The Sturgeon-class nuclear-powered
submarine USS Hawkbill

surfaced through the Arctic ice
in April 1999 approximately
150 miles north of Point Barrow, Alaska, during SCICEX-99.

One week after departing her homeport of Pearl Harbor, Hawaii, on 18 March 1999, the Sturgeon-class nuclear-powered attack submarine USS Hawkbill (SSN-666) transited the Aleutian Islands and dove beneath the ice of the central Bering Sea to begin an historic eight-week Arctic research mission. Ahead, the daunting navigational hazards of the Bering Strait and the Chukchi Sea awaited Hawkbill’s Commanding Officer, CDR Robert H. Perry, his 124-man crew, and a small embarked team of civilian scientists. SCICEX-99, the fifth Navy-civilian Submarine Arctic Science Expedition, was underway. CDR Perry’s initial destination was a small temporary camp located approximately 1,000 miles beyond the Bering Sea on Arctic drift ice 150 miles north of Point Barrow, Alaska – the so-called APLIS, or Applied Physics Laboratory Ice Station.

The 1999 expedition marked Hawkbill’s second cruise in support of a five-year collaborative research and data-collection program sponsored by the Navy’s submarine community, the Office of Naval Research (ONR), and the National Science Foundation. The 292-foot submarine had participated in the highly successful SCICEX-98 the previous summer and had been specially outfitted then with new sensors and systems that dramatically increased her ability to operate safely under ice, map the Arctic’s sea bed, and collect scientific data and samples. Perry, a 1981 graduate of the U.S. Naval Academy, was also in command for that expedition.

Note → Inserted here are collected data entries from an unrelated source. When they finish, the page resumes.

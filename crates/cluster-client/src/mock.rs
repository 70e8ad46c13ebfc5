//! Mock ClusterClient for unit testing
//!
//! This module provides a mock implementation of ClusterClientTrait that can be used
//! in unit tests without requiring a running cluster.
//!
//! The mock keeps Deployments, Services and Pods in memory and records every
//! call. Tests can make lookups, pod listings or deletions fail, make pod
//! listings hang, delay the appearance of pods and serve canned log output.

use crate::cluster_trait::ClusterClientTrait;
use crate::error::ClusterError;
use crate::types::{LogOptions, LogStream};
use bytes::Bytes;
use k8s_openapi::api::apps::v1::Deployment;
use k8s_openapi::api::core::v1::{Pod, Service};
use std::collections::{BTreeMap, HashMap, VecDeque};
use std::sync::{Arc, Mutex};

/// A call made against the mock, in order of arrival.
#[derive(Debug, Clone, PartialEq, Eq)]
pub enum MockCall {
    GetDeployment(String),
    CreateDeployment(String),
    ReplaceDeployment(String),
    DeleteDeployment(String),
    GetService(String),
    CreateService(String),
    DeleteService(String),
    ListPods(String),
    StreamLogs(String),
}

impl MockCall {
    /// Whether the call touched a Service.
    #[must_use]
    pub fn is_service_call(&self) -> bool {
        matches!(
            self,
            Self::GetService(_) | Self::CreateService(_) | Self::DeleteService(_)
        )
    }
}

type Key = (String, String);

/// Mock ClusterClient for testing
#[derive(Clone, Default)]
pub struct MockClusterClient {
    pub(crate) deployments: Arc<Mutex<BTreeMap<Key, Deployment>>>,
    pub(crate) services: Arc<Mutex<BTreeMap<Key, Service>>>,
    pub(crate) pods: Arc<Mutex<Vec<Pod>>>,
    // Pods that become visible after the given number of further list calls
    pub(crate) pending_pods: Arc<Mutex<Vec<(usize, Pod)>>>,
    pub(crate) pod_list_failures: Arc<Mutex<VecDeque<String>>>,
    pub(crate) pod_list_hangs: Arc<Mutex<bool>>,
    pub(crate) get_failures: Arc<Mutex<HashMap<&'static str, String>>>,
    pub(crate) delete_failures: Arc<Mutex<HashMap<&'static str, String>>>,
    pub(crate) logs: Arc<Mutex<HashMap<String, Vec<Bytes>>>>,
    pub(crate) log_stream_failure: Arc<Mutex<Option<String>>>,
    pub(crate) calls: Arc<Mutex<Vec<MockCall>>>,
    pub(crate) next_version: Arc<Mutex<u64>>,
}

impl MockClusterClient {
    /// Create an empty mock cluster
    pub fn new() -> Self {
        Self::default()
    }

    /// Add a Deployment to the mock store (for test setup)
    pub fn add_deployment(&self, namespace: &str, deployment: Deployment) {
        let name = deployment.metadata.name.clone().unwrap_or_default();
        self.deployments
            .lock()
            .unwrap()
            .insert((namespace.to_string(), name), deployment);
    }

    /// Add a Service to the mock store (for test setup)
    pub fn add_service(&self, namespace: &str, service: Service) {
        let name = service.metadata.name.clone().unwrap_or_default();
        self.services
            .lock()
            .unwrap()
            .insert((namespace.to_string(), name), service);
    }

    /// Add a Pod visible to every subsequent list call
    pub fn add_pod(&self, pod: Pod) {
        self.pods.lock().unwrap().push(pod);
    }

    /// Add a Pod that only shows up after `list_calls` more pod listings
    pub fn add_pod_after(&self, pod: Pod, list_calls: usize) {
        self.pending_pods.lock().unwrap().push((list_calls, pod));
    }

    /// Make the next pod listing fail with an API error carrying `message`
    pub fn fail_next_pod_list(&self, message: impl Into<String>) {
        self.pod_list_failures
            .lock()
            .unwrap()
            .push_back(message.into());
    }

    /// Make every further pod listing hang without ever returning
    pub fn hang_pod_lists(&self) {
        *self.pod_list_hangs.lock().unwrap() = true;
    }

    /// Make the next lookup of `kind` ("Deployment" or "Service") fail with a 403
    pub fn fail_next_get(&self, kind: &'static str, message: impl Into<String>) {
        self.get_failures
            .lock()
            .unwrap()
            .insert(kind, message.into());
    }

    /// Make every deletion of `kind` ("Deployment" or "Service") fail with a 500
    pub fn fail_deletes_of(&self, kind: &'static str, message: impl Into<String>) {
        self.delete_failures
            .lock()
            .unwrap()
            .insert(kind, message.into());
    }

    /// Serve `chunks` as the log output of `pod`
    pub fn set_logs(&self, pod: &str, chunks: &[&str]) {
        let chunks = chunks
            .iter()
            .map(|c| Bytes::copy_from_slice(c.as_bytes()))
            .collect();
        self.logs.lock().unwrap().insert(pod.to_string(), chunks);
    }

    /// Make the log stream break with `message` after the canned chunks
    pub fn fail_log_stream(&self, message: impl Into<String>) {
        *self.log_stream_failure.lock().unwrap() = Some(message.into());
    }

    /// Stored Deployment, if any
    pub fn deployment(&self, namespace: &str, name: &str) -> Option<Deployment> {
        self.deployments
            .lock()
            .unwrap()
            .get(&(namespace.to_string(), name.to_string()))
            .cloned()
    }

    /// Stored Service, if any
    pub fn service(&self, namespace: &str, name: &str) -> Option<Service> {
        self.services
            .lock()
            .unwrap()
            .get(&(namespace.to_string(), name.to_string()))
            .cloned()
    }

    /// Every call made so far
    pub fn calls(&self) -> Vec<MockCall> {
        self.calls.lock().unwrap().clone()
    }

    /// Number of pod listings made so far
    pub fn pod_list_count(&self) -> usize {
        self.calls
            .lock()
            .unwrap()
            .iter()
            .filter(|c| matches!(c, MockCall::ListPods(_)))
            .count()
    }

    fn record(&self, call: MockCall) {
        self.calls.lock().unwrap().push(call);
    }

    fn next_version(&self) -> String {
        let mut version = self.next_version.lock().unwrap();
        *version += 1;
        version.to_string()
    }

    fn get_failure(&self, kind: &'static str) -> Option<ClusterError> {
        self.get_failures
            .lock()
            .unwrap()
            .remove(kind)
            .map(|message| ClusterError::Api { code: 403, message })
    }

    fn delete_failure(&self, kind: &'static str) -> Option<ClusterError> {
        self.delete_failures
            .lock()
            .unwrap()
            .get(kind)
            .map(|message| ClusterError::Api {
                code: 500,
                message: message.clone(),
            })
    }
}

/// Checks `labels` against an equality-based selector such as `app=web,tier=api`.
fn matches_selector(labels: Option<&BTreeMap<String, String>>, selector: &str) -> bool {
    selector
        .split(',')
        .filter(|term| !term.is_empty())
        .all(|term| match term.split_once('=') {
            Some((key, value)) => labels
                .and_then(|l| l.get(key.trim()))
                .is_some_and(|v| v == value.trim()),
            None => false,
        })
}

fn already_exists(kind: &str, name: &str) -> ClusterError {
    ClusterError::Api {
        code: 409,
        message: format!("{kind} \"{name}\" already exists"),
    }
}

#[async_trait::async_trait]
impl ClusterClientTrait for MockClusterClient {
    async fn get_deployment(&self, namespace: &str, name: &str) -> Result<Deployment, ClusterError> {
        self.record(MockCall::GetDeployment(name.to_string()));
        if let Some(err) = self.get_failure("Deployment") {
            return Err(err);
        }
        self.deployment(namespace, name)
            .ok_or_else(|| ClusterError::NotFound {
                kind: "Deployment",
                name: name.to_string(),
            })
    }

    async fn create_deployment(&self, namespace: &str, deployment: &Deployment) -> Result<Deployment, ClusterError> {
        let name = deployment.metadata.name.clone().unwrap_or_default();
        self.record(MockCall::CreateDeployment(name.clone()));

        let key = (namespace.to_string(), name.clone());
        if self.deployments.lock().unwrap().contains_key(&key) {
            return Err(already_exists("deployments", &name));
        }

        let mut stored = deployment.clone();
        stored.metadata.namespace = Some(namespace.to_string());
        stored.metadata.resource_version = Some(self.next_version());
        self.deployments.lock().unwrap().insert(key, stored.clone());
        Ok(stored)
    }

    async fn replace_deployment(&self, namespace: &str, name: &str, deployment: &Deployment) -> Result<Deployment, ClusterError> {
        self.record(MockCall::ReplaceDeployment(name.to_string()));

        let key = (namespace.to_string(), name.to_string());
        let current_version = match self.deployments.lock().unwrap().get(&key) {
            Some(existing) => existing.metadata.resource_version.clone(),
            None => {
                return Err(ClusterError::NotFound {
                    kind: "Deployment",
                    name: name.to_string(),
                });
            }
        };

        // Optimistic concurrency: a stale resourceVersion is a conflict
        if deployment.metadata.resource_version.is_some()
            && deployment.metadata.resource_version != current_version
        {
            return Err(ClusterError::Api {
                code: 409,
                message: format!("the object has been modified; deployments \"{name}\""),
            });
        }

        let mut stored = deployment.clone();
        stored.metadata.namespace = Some(namespace.to_string());
        stored.metadata.resource_version = Some(self.next_version());
        self.deployments.lock().unwrap().insert(key, stored.clone());
        Ok(stored)
    }

    async fn delete_deployment(&self, namespace: &str, name: &str) -> Result<(), ClusterError> {
        self.record(MockCall::DeleteDeployment(name.to_string()));
        if let Some(err) = self.delete_failure("Deployment") {
            return Err(err);
        }

        self.deployments
            .lock()
            .unwrap()
            .remove(&(namespace.to_string(), name.to_string()))
            .map(|_| ())
            .ok_or_else(|| ClusterError::NotFound {
                kind: "Deployment",
                name: name.to_string(),
            })
    }

    async fn get_service(&self, namespace: &str, name: &str) -> Result<Service, ClusterError> {
        self.record(MockCall::GetService(name.to_string()));
        if let Some(err) = self.get_failure("Service") {
            return Err(err);
        }
        self.service(namespace, name)
            .ok_or_else(|| ClusterError::NotFound {
                kind: "Service",
                name: name.to_string(),
            })
    }

    async fn create_service(&self, namespace: &str, service: &Service) -> Result<Service, ClusterError> {
        let name = service.metadata.name.clone().unwrap_or_default();
        self.record(MockCall::CreateService(name.clone()));

        let key = (namespace.to_string(), name.clone());
        if self.services.lock().unwrap().contains_key(&key) {
            return Err(already_exists("services", &name));
        }

        let mut stored = service.clone();
        stored.metadata.namespace = Some(namespace.to_string());
        stored.metadata.resource_version = Some(self.next_version());
        self.services.lock().unwrap().insert(key, stored.clone());
        Ok(stored)
    }

    async fn delete_service(&self, namespace: &str, name: &str) -> Result<(), ClusterError> {
        self.record(MockCall::DeleteService(name.to_string()));
        if let Some(err) = self.delete_failure("Service") {
            return Err(err);
        }

        self.services
            .lock()
            .unwrap()
            .remove(&(namespace.to_string(), name.to_string()))
            .map(|_| ())
            .ok_or_else(|| ClusterError::NotFound {
                kind: "Service",
                name: name.to_string(),
            })
    }

    async fn list_pods(&self, namespace: &str, label_selector: &str) -> Result<Vec<Pod>, ClusterError> {
        self.record(MockCall::ListPods(label_selector.to_string()));

        let hangs = *self.pod_list_hangs.lock().unwrap();
        if hangs {
            futures::future::pending::<()>().await;
        }

        // Pending pods count down on every listing, failed or not
        {
            let mut pending = self.pending_pods.lock().unwrap();
            let mut pods = self.pods.lock().unwrap();
            let mut still_pending = Vec::with_capacity(pending.len());
            for (remaining, pod) in pending.drain(..) {
                if remaining <= 1 {
                    pods.push(pod);
                } else {
                    still_pending.push((remaining - 1, pod));
                }
            }
            *pending = still_pending;
        }

        if let Some(message) = self.pod_list_failures.lock().unwrap().pop_front() {
            return Err(ClusterError::Api { code: 503, message });
        }

        Ok(self
            .pods
            .lock()
            .unwrap()
            .iter()
            .filter(|pod| pod.metadata.namespace.as_deref().unwrap_or("default") == namespace)
            .filter(|pod| matches_selector(pod.metadata.labels.as_ref(), label_selector))
            .cloned()
            .collect())
    }

    async fn stream_logs(&self, _namespace: &str, pod: &str, _options: &LogOptions) -> Result<LogStream, ClusterError> {
        self.record(MockCall::StreamLogs(pod.to_string()));

        let known = self
            .pods
            .lock()
            .unwrap()
            .iter()
            .any(|p| p.metadata.name.as_deref() == Some(pod));
        if !known {
            return Err(ClusterError::NotFound {
                kind: "Pod",
                name: pod.to_string(),
            });
        }

        let mut items: Vec<Result<Bytes, std::io::Error>> = self
            .logs
            .lock()
            .unwrap()
            .get(pod)
            .cloned()
            .unwrap_or_default()
            .into_iter()
            .map(Ok)
            .collect();
        if let Some(message) = self.log_stream_failure.lock().unwrap().clone() {
            items.push(Err(std::io::Error::new(
                std::io::ErrorKind::ConnectionReset,
                message,
            )));
        }

        Ok(Box::pin(futures::stream::iter(items)))
    }
}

A detailed, nine-phase science plan guided Hawkbill’s operations for data collection throughout the cruise, and a portion of Hawkbill’s torpedo room had been converted into a laboratory to house much of the instrumentation required to support the expedition. Most of the scientific tests and experiments planned for SCICEX-99 supported the study of the Arctic Ocean’s geophysical, chemical, and biological properties. Scientists also were keenly interested in updating their knowledge and data relating to ocean warming in the Arctic region – a growing concern.

Hawkbill’s cruise was also unusual in another respect. The submarine carried an urn with the cremated remains of Dr. Waldo K. Lyon – a reknowned Navy civilian scientist for 55 years, champion of Arctic submarine operations, and founder and long-time director of the Navy’s San Diego-based Arctic Submarine Laboratory (ASL). Lyon’s family had requested the Navy to transport his ashes to the Arctic for burial at sea, since he had deployed on Hawkbill in 1973 during the ship’s first Arctic cruise.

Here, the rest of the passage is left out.